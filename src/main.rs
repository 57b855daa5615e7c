//! Removal Efficiency Predictor - Main Entry Point
//!
//! Loads the reference dataset and the trained model, then serves the
//! prediction form over HTTP until interrupted.

use anyhow::{Context, Result};
use removal_efficiency_predictor::{
    config::{AppConfig, LoggingConfig},
    metrics::{MetricsReporter, ServiceMetrics},
    models::loader::{ArtifactCache, FileArtifacts},
    server::{self, AppState},
    session::{SessionStore, SessionSweeper},
};
use std::sync::Arc;
use tracing::info;
use tracing_subscriber::EnvFilter;

fn init_logging(logging: &LoggingConfig) -> Result<()> {
    let filter = EnvFilter::try_from_default_env().or_else(|_| {
        EnvFilter::try_new(format!(
            "removal_efficiency_predictor={}",
            logging.level
        ))
    })?;

    let builder = tracing_subscriber::fmt().with_env_filter(filter);
    if logging.format == "json" {
        builder.json().init();
    } else {
        builder.init();
    }
    Ok(())
}

#[tokio::main]
async fn main() -> Result<()> {
    // Configuration comes first so it can choose the log format
    let config = AppConfig::load()?;
    init_logging(&config.logging)?;

    info!("Starting Removal Efficiency Predictor");
    info!(
        dataset = %config.artifacts.dataset_path,
        model = %config.artifacts.model_path,
        kind = ?config.artifacts.model_kind,
        "Configuration loaded successfully"
    );

    // Artifacts are read once and shared by every session
    let artifacts = ArtifactCache::new(FileArtifacts::new(config.artifacts.clone()));
    let dataset = artifacts
        .dataset()
        .await
        .context("Failed to load reference dataset")?;
    let model = artifacts.model().await.context("Failed to load model")?;

    let metrics = Arc::new(ServiceMetrics::new());
    let sessions = Arc::new(SessionStore::new(config.session.ttl_secs));
    let state = AppState::build(dataset, model, sessions.clone(), metrics.clone())?;
    info!(
        features = state.predictor.schema().feature_count(),
        rows = state.dataset.len(),
        "Predictor initialized"
    );

    tokio::spawn(SessionSweeper::new(sessions, config.session.sweep_interval_secs).start());

    if config.metrics.report_interval_secs > 0 {
        let reporter = MetricsReporter::new(metrics.clone(), config.metrics.report_interval_secs);
        tokio::spawn(reporter.start());
    }

    server::serve(&config.server.bind, state).await?;

    info!("Predictor shutting down...");
    metrics.print_summary();

    Ok(())
}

EXERCISE OBJECTIVE
Return exactly the line that contains "tokio::spawn(reporter.start());" and every line after it, through the last line of the records.

RESPONSE
        tokio::spawn(reporter.start());
    }

    server::serve(&config.server.bind, state).await?;

    info!("Predictor shutting down...");
    metrics.print_summary();

    Ok(())
}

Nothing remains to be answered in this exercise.